To do:
Within the records, which lines hold the string "missing"? Report each one by copying it.

[Records excerpted from a collection]
★ ★ ★ ★ ★ ★ ★

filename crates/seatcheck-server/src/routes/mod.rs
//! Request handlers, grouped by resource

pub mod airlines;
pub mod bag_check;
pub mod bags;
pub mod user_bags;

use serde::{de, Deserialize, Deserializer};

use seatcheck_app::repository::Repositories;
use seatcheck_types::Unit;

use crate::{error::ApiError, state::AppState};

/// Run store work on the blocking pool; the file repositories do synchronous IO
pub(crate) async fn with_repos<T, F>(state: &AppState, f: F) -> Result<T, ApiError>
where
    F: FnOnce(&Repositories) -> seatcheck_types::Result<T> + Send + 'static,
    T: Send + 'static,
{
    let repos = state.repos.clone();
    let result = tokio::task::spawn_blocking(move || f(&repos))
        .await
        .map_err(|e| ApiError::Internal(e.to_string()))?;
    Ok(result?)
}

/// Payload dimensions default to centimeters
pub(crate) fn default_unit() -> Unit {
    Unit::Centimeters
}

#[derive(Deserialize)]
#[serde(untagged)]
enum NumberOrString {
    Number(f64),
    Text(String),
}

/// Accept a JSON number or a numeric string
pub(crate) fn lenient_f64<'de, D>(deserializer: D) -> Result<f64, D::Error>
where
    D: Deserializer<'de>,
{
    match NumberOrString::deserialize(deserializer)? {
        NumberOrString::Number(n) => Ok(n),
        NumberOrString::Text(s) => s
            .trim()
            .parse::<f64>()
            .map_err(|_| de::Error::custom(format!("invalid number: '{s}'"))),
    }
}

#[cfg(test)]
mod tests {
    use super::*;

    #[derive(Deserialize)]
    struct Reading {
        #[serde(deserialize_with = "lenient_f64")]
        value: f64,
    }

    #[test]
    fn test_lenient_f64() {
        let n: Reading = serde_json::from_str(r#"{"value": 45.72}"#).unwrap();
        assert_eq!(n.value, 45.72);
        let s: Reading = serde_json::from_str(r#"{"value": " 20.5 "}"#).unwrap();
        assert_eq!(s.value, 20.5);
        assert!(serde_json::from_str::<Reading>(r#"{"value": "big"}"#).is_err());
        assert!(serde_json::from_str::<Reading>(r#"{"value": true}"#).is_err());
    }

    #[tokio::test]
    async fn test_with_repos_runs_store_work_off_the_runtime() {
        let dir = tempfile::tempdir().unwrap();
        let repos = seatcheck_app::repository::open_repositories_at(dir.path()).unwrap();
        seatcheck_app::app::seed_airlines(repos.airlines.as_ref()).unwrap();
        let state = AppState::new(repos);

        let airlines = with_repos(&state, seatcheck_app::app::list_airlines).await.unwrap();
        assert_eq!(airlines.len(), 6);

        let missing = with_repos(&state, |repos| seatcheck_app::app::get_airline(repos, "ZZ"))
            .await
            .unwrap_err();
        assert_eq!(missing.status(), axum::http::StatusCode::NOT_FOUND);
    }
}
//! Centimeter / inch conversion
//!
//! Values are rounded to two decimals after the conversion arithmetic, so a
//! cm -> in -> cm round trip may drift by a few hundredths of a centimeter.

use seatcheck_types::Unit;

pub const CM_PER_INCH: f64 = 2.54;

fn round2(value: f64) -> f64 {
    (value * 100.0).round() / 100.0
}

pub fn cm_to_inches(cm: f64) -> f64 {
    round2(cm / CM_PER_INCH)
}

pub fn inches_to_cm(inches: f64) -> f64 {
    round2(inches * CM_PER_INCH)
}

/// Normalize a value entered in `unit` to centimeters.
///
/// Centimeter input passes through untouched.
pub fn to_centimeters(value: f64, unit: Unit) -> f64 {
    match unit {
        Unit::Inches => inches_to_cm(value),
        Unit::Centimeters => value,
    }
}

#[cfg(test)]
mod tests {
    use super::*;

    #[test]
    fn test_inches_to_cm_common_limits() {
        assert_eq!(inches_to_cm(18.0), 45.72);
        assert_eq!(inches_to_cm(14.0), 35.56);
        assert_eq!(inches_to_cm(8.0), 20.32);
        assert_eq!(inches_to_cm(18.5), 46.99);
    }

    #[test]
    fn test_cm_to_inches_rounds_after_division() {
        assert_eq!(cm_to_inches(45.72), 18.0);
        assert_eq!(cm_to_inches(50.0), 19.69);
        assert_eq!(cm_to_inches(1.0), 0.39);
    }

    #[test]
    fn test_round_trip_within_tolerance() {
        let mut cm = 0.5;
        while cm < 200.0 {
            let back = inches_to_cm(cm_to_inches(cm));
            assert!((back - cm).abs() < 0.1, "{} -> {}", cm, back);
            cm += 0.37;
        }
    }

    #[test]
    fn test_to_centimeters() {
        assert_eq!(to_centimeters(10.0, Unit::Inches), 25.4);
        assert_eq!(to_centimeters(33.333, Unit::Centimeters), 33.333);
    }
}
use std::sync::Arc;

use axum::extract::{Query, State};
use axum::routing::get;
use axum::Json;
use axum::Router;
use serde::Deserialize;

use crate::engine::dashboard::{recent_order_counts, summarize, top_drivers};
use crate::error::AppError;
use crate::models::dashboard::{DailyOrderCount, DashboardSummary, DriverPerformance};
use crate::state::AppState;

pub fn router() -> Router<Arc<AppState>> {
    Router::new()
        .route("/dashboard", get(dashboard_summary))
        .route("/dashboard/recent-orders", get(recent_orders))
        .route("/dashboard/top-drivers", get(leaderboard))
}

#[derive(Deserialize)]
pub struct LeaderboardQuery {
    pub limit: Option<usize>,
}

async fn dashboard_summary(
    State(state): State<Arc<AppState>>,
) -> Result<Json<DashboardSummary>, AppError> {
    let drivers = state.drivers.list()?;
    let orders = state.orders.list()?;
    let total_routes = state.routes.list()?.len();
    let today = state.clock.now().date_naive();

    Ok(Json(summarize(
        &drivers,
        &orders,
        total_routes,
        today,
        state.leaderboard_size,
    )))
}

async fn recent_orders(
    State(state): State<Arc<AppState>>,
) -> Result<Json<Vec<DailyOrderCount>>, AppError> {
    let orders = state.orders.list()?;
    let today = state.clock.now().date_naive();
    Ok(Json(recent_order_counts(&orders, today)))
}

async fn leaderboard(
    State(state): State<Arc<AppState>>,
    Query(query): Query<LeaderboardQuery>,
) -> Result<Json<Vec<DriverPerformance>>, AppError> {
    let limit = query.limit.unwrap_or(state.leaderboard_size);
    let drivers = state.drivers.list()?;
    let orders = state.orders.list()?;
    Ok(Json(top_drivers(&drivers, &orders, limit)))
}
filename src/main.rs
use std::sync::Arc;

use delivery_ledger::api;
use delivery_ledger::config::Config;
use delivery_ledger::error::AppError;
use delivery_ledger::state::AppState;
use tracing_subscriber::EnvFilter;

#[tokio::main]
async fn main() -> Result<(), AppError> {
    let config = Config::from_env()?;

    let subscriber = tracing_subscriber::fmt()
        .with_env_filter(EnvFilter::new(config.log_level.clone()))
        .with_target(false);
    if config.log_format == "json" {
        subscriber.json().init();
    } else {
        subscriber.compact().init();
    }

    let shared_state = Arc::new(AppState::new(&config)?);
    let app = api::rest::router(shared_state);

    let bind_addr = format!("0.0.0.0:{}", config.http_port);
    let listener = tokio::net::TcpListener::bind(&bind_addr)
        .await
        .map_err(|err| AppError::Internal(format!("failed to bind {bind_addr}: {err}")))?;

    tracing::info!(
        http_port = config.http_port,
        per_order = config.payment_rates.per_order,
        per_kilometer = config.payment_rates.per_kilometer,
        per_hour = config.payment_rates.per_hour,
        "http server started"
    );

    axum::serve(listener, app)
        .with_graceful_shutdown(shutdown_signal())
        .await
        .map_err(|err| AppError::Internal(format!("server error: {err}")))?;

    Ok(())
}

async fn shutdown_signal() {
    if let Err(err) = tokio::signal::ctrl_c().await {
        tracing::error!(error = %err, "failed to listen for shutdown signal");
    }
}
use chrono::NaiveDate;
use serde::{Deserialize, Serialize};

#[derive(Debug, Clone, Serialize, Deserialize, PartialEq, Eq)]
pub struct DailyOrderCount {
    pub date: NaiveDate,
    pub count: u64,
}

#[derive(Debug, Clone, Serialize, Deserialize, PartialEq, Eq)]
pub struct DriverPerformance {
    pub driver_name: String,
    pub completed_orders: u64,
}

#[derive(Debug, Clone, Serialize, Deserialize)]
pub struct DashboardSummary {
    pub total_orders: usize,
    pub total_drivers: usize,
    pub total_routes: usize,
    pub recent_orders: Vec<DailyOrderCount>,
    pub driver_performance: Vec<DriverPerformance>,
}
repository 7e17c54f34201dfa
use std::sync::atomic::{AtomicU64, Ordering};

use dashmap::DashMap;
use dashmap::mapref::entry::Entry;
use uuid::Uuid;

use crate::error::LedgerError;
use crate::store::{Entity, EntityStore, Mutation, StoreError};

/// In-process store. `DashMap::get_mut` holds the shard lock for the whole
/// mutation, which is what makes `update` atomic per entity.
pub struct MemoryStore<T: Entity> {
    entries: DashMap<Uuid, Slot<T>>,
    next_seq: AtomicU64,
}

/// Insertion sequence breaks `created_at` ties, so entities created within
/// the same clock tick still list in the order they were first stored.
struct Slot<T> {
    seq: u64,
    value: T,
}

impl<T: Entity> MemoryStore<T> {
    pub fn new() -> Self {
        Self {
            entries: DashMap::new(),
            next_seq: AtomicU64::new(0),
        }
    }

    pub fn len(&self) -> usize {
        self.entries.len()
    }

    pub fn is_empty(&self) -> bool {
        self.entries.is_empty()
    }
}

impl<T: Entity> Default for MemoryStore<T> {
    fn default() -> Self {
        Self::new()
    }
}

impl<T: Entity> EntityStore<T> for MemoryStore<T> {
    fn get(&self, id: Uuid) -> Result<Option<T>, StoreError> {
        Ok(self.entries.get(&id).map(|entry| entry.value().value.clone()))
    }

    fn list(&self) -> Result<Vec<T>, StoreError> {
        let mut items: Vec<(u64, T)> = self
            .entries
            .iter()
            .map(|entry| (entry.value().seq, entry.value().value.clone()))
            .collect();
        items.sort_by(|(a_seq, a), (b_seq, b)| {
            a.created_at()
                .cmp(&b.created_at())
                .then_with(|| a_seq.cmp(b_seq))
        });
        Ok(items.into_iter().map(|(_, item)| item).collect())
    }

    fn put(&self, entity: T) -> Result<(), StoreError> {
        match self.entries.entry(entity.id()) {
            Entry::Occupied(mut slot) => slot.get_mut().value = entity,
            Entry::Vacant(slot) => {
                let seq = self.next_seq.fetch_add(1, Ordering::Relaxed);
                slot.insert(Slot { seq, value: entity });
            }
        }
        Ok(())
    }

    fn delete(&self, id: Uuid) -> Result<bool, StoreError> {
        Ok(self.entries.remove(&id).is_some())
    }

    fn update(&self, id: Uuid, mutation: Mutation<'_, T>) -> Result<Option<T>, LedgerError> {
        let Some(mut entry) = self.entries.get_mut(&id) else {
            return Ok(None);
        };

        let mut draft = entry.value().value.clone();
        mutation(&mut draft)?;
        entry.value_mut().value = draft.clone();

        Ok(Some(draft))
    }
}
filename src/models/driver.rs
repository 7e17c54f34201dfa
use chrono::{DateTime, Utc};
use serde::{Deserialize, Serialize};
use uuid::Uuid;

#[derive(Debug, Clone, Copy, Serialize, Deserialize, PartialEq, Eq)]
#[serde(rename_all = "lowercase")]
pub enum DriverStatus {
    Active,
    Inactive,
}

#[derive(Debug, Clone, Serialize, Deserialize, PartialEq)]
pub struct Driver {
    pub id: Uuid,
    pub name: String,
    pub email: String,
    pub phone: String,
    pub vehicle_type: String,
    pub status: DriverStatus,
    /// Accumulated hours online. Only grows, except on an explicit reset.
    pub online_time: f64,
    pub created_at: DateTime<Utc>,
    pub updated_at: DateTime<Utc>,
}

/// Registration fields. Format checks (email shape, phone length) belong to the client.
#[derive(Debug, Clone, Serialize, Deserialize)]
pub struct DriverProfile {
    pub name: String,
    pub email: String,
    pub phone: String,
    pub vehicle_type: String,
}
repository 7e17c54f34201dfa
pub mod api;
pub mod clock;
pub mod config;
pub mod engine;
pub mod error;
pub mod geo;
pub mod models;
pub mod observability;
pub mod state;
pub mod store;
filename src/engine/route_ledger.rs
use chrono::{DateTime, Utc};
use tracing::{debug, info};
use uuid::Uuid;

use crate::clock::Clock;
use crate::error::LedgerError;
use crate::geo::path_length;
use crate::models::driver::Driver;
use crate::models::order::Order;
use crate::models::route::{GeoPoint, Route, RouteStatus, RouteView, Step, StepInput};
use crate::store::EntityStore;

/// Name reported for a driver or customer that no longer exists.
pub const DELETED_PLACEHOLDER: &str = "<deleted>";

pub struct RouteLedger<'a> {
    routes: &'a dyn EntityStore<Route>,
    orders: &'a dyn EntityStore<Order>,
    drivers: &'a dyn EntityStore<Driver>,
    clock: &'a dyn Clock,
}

★ ★ ★ ★ ★ ★ ★

Answer below:
        let missing = with_repos(&state, |repos| seatcheck_app::app::get_airline(repos, "ZZ"))
        assert_eq!(missing.status(), axum::http::StatusCode::NOT_FOUND);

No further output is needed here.